Description of the task: Nothing but the lines holding the string "DeserializeOwned" should appear in the answer. Copy them from the entries.
--- START ---
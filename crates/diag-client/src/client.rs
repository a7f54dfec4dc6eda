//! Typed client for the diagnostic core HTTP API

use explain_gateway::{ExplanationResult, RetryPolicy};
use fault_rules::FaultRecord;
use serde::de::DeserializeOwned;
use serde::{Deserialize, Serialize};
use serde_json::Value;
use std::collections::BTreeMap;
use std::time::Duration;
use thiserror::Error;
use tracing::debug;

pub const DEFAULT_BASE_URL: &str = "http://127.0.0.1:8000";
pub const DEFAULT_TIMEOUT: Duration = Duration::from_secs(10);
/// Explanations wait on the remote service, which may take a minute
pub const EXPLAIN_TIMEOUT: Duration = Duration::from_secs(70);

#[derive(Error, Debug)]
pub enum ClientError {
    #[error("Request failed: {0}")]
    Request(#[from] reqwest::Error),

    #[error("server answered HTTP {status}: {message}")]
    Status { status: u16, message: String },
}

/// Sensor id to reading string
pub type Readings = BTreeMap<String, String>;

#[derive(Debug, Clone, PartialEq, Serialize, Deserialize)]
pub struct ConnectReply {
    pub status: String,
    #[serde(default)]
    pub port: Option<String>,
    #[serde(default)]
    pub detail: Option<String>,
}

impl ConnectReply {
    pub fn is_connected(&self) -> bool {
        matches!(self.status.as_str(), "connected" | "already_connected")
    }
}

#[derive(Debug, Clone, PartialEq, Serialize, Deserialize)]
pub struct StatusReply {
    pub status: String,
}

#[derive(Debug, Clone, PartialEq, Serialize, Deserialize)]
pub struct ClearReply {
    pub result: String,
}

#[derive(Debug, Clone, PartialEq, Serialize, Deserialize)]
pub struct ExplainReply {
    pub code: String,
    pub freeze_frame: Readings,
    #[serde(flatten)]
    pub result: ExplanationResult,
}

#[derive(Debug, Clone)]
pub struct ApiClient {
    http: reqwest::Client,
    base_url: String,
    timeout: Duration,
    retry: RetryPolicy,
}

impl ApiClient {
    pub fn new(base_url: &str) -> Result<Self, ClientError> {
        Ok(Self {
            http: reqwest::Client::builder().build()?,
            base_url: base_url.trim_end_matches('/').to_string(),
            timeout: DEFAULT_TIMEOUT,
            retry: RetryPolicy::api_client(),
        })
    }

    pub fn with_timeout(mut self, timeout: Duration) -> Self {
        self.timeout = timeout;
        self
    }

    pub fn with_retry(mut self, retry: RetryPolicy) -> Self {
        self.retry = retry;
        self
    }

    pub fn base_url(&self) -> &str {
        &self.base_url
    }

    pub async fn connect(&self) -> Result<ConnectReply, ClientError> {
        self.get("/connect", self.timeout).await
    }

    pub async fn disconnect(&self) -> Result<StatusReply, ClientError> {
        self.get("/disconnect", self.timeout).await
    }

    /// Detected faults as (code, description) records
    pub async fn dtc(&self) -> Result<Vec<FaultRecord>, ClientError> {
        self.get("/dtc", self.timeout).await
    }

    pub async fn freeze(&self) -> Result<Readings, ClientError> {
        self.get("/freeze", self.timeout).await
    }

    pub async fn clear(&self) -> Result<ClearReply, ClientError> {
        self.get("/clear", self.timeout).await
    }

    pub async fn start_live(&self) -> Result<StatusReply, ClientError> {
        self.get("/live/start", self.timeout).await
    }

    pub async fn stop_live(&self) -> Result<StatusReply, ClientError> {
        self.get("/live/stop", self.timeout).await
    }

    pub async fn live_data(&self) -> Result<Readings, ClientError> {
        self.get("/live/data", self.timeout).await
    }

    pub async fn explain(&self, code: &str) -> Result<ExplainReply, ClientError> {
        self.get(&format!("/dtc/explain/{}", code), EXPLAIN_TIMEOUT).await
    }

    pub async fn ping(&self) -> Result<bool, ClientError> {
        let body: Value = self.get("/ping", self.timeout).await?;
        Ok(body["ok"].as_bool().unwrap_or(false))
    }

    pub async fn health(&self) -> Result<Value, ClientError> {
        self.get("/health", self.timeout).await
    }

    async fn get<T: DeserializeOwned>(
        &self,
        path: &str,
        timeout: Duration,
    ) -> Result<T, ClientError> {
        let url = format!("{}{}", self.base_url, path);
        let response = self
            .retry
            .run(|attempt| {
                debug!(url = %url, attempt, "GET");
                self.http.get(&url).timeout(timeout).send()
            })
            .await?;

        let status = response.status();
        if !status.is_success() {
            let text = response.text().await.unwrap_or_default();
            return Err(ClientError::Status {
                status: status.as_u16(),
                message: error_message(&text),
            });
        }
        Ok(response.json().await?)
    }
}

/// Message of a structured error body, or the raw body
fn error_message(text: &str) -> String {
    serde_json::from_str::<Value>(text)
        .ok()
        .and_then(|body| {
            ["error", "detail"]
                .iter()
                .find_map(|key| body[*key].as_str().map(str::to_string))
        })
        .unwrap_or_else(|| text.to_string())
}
--- END ---
Reply:
use serde::de::DeserializeOwned;
    async fn get<T: DeserializeOwned>(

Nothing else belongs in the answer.